### WHAT YOU HAVE TO DO
A verbatim reproduction of every entry is the expected answer.

(Beginning of DATA IN THIS EXERCISE)

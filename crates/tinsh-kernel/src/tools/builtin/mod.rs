//! Builtin tools registered into every kernel unless disabled.

mod alias;
mod cat;
mod echo;
mod env;
mod export;
mod true_false;
mod unset;

use super::ToolRegistry;

/// Register all builtin tools.
pub fn register_builtins(registry: &mut ToolRegistry) {
    registry.register(alias::Alias);
    registry.register(cat::Cat);
    registry.register(echo::Echo);
    registry.register(env::Env);
    registry.register(export::Export);
    registry.register(true_false::True);
    registry.register(true_false::False);
    registry.register(unset::Unset);
}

(End of DATA IN THIS EXERCISE)

### WRITTEN SOLUTION
filename crates/tinsh-kernel/src/tools/builtin/mod.rs
//! Builtin tools registered into every kernel unless disabled.

mod alias;
mod cat;
mod echo;
mod env;
mod export;
mod true_false;
mod unset;

use super::ToolRegistry;

/// Register all builtin tools.
pub fn register_builtins(registry: &mut ToolRegistry) {
    registry.register(alias::Alias);
    registry.register(cat::Cat);
    registry.register(echo::Echo);
    registry.register(env::Env);
    registry.register(export::Export);
    registry.register(true_false::True);
    registry.register(true_false::False);
    registry.register(unset::Unset);
}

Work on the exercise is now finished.